[Saved entries]
▬▬▬▬▬▬
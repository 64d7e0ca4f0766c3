//! Telemetry initialization - tracing subscriber setup.

use tracing_subscriber::{EnvFilter, layer::SubscriberExt, util::SubscriberInitExt};

/// Telemetry configuration.
#[derive(Debug, Clone)]
pub struct TelemetryConfig {
    /// Enable JSON logging (for production).
    pub json_logs: bool,
    /// Service name attached to the startup log line.
    pub service_name: String,
}

impl Default for TelemetryConfig {
    fn default() -> Self {
        Self {
            json_logs: false,
            service_name: "quill-api".to_string(),
        }
    }
}

impl TelemetryConfig {
    /// Load configuration from environment variables.
    pub fn from_env() -> Self {
        Self {
            json_logs: std::env::var("LOG_FORMAT")
                .map(|v| v.to_lowercase() == "json")
                .unwrap_or(false),
            service_name: std::env::var("SERVICE_NAME")
                .unwrap_or_else(|_| "quill-api".to_string()),
        }
    }
}

/// Initialize the global tracing subscriber.
pub fn init_telemetry(config: &TelemetryConfig) {
    let env_filter = EnvFilter::try_from_default_env()
        .unwrap_or_else(|_| EnvFilter::new("info,api_server=debug,quill_infra=debug"));

    if config.json_logs {
        tracing_subscriber::registry()
            .with(env_filter)
            .with(tracing_subscriber::fmt::layer().json())
            .init();
    } else {
        tracing_subscriber::registry()
            .with(env_filter)
            .with(tracing_subscriber::fmt::layer().pretty())
            .init();
    }

    tracing::info!(
        service = %config.service_name,
        json_logs = config.json_logs,
        "Telemetry initialized"
    );
}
▬▬▬▬▬▬
## [ABOUT THIS EXERCISE]
Check each line above for the string "info", then copy the ones that have it.

## [EXERCISE OUTPUT]
        .unwrap_or_else(|_| EnvFilter::new("info,api_server=debug,quill_infra=debug"));
    tracing::info!(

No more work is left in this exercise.